Recent studies have strongly shown that cell-to-cell transmission of neuropathogenic proteins is a common mechanism for the development of neurodegenerative diseases. However, the underlying cause is complex and little is known. Although distinct processes are involved in the pathogenesis of various diseases, they all share the common feature of iron accumulation, an attribute that is particularly prominent in synucleinopathies. However, whether iron is a cofactor in facilitating the spread of α-synuclein remains unclear. Here, we constructed a cell-to-cell transmission model of α-synuclein using SN4741 cell line based on adenovirus vectors.

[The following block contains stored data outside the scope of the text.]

//! In-memory metadata store for testing.

use std::collections::HashMap;

use async_trait::async_trait;
use tokio::sync::RwLock;

use vaultline_core::{ObjectRef, ResourceDraft, ResourceId, ResourceRecord};

use crate::error::{Result, StoreError};
use crate::traits::MetadataStore;

/// RwLock-guarded map of records, with insertion order preserved for
/// stable profile listings.
///
/// Resource ids are derived from the blob locator and encryption id, which
/// keeps them deterministic for fixtures and shaped like ledger object
/// addresses (32-byte hex), matching what the authorization call expects.
#[derive(Default)]
pub struct MemoryMetadataStore {
    records: RwLock<HashMap<String, ResourceRecord>>,
    order: RwLock<Vec<String>>,
}

impl MemoryMetadataStore {
    /// Create an empty store.
    pub fn new() -> Self {
        Self::default()
    }

    /// Number of records stored.
    pub async fn len(&self) -> usize {
        self.records.read().await.len()
    }

    /// Whether the store holds no records.
    pub async fn is_empty(&self) -> bool {
        self.records.read().await.is_empty()
    }

    fn derive_id(draft: &ResourceDraft) -> ResourceId {
        let mut hasher = blake3::Hasher::new();
        hasher.update(draft.blob_id.as_str().as_bytes());
        hasher.update(draft.encryption_id.as_bytes());
        ResourceId::new(format!("0x{}", hasher.finalize().to_hex()))
    }
}

#[async_trait]
impl MetadataStore for MemoryMetadataStore {
    async fn persist(&self, draft: &ResourceDraft) -> Result<ResourceRecord> {
        let resource_id = Self::derive_id(draft);
        let key = resource_id.as_str().to_string();

        let mut records = self.records.write().await;
        if records.contains_key(&key) {
            return Err(StoreError::DuplicateResource(key));
        }

        let record = ResourceRecord::from_draft(draft.clone(), resource_id, now_millis());
        records.insert(key.clone(), record.clone());
        self.order.write().await.push(key);
        Ok(record)
    }

    async fn fetch_for_profile(&self, profile_id: &ObjectRef) -> Result<Vec<ResourceRecord>> {
        let records = self.records.read().await;
        let order = self.order.read().await;
        Ok(order
            .iter()
            .filter_map(|key| records.get(key))
            .filter(|record| &record.profile_id == profile_id)
            .cloned()
            .collect())
    }

    async fn get(&self, resource_id: &ResourceId) -> Result<Option<ResourceRecord>> {
        Ok(self.records.read().await.get(resource_id.as_str()).cloned())
    }
}

/// Get current time in milliseconds.
fn now_millis() -> i64 {
    use std::time::{SystemTime, UNIX_EPOCH};
    SystemTime::now()
        .duration_since(UNIX_EPOCH)
        .expect("time went backwards")
        .as_millis() as i64
}

#[cfg(test)]
mod tests {
    use super::*;
    use vaultline_core::{AccessLevel, BlobLocator, ResourceKind};

    fn draft(profile: u8, blob: &str) -> ResourceDraft {
        ResourceDraft {
            profile_id: ObjectRef::from_bytes([profile; 32]),
            org_id: ObjectRef::from_bytes([0xee; 32]),
            resource_type: ResourceKind::Note,
            blob_id: BlobLocator::new(blob),
            encryption_id: format!("id-{blob}"),
            access_level: AccessLevel::Viewer,
            file_name: None,
            file_size: None,
            content_type: None,
            ledger_ref: "0xref".to_string(),
            created_by: "0xme".to_string(),
        }
    }

    #[tokio::test]
    async fn test_persist_assigns_parseable_id() {
        let store = MemoryMetadataStore::new();
        let record = store.persist(&draft(1, "blob-a")).await.unwrap();

        // Derived ids double as ledger object addresses.
        assert!(ObjectRef::from_hex(record.resource_id.as_str()).is_ok());
        assert!(record.created_at > 0);
    }

    #[tokio::test]
    async fn test_persist_is_append_only() {
        let store = MemoryMetadataStore::new();
        store.persist(&draft(1, "blob-a")).await.unwrap();

        let err = store.persist(&draft(1, "blob-a")).await.unwrap_err();
        assert!(matches!(err, StoreError::DuplicateResource(_)));
        assert_eq!(store.len().await, 1);
    }

    #[tokio::test]
    async fn test_fetch_for_profile_filters_and_preserves_order() {
        let store = MemoryMetadataStore::new();
        store.persist(&draft(1, "blob-a")).await.unwrap();
        store.persist(&draft(2, "blob-b")).await.unwrap();
        store.persist(&draft(1, "blob-c")).await.unwrap();

        let records = store
            .fetch_for_profile(&ObjectRef::from_bytes([1; 32]))
            .await
            .unwrap();
        assert_eq!(records.len(), 2);
        assert_eq!(records[0].blob_id.as_str(), "blob-a");
        assert_eq!(records[1].blob_id.as_str(), "blob-c");
    }

    #[tokio::test]
    async fn test_get_missing_is_none() {
        let store = MemoryMetadataStore::new();
        let missing = store.get(&ResourceId::new("0xnope")).await.unwrap();
        assert!(missing.is_none());
    }
}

Cells were treated with FeCl2, and α-synuclein aggregation and transmission were then evaluated. In addition, the possible mechanisms were investigated through gene knockdown or over-expression. Our results demonstrated that iron promoted α-synuclein aggregation and transmission by inhibiting autophagosome-lysosome fusion. Furthermore, iron decreased the expression of nuclear transcription factor EB (TFEB), a master transcriptional regulator of autophagosome-lysosome fusion, and inhibited its nuclear translocation through activating AKT/mTORC1 signaling. After silencing TFEB, ratios of α-synuclein aggregation and transmission were not significantly altered by the presence of iron; on the other hand, when TFEB was over-expressed, the transmission of α-synuclein induced by iron was obviously reversed; suggesting the mechanism by which iron promotes α-synuclein transmission may be mediated by TFEB. Taken together, our data reveal a previously unknown relationship between iron and α-synuclein, and identify TFEB as not only a potential target for preventing α-synuclein transmission, but also a critical factor for iron-induced α-synuclein aggregation and transmission. Indeed, this newly discovered role of iron and TFEB in synucleinopathies may provide novel targets for developing therapeutic strategies to prevent α-synuclein transmission in Parkinson's disease.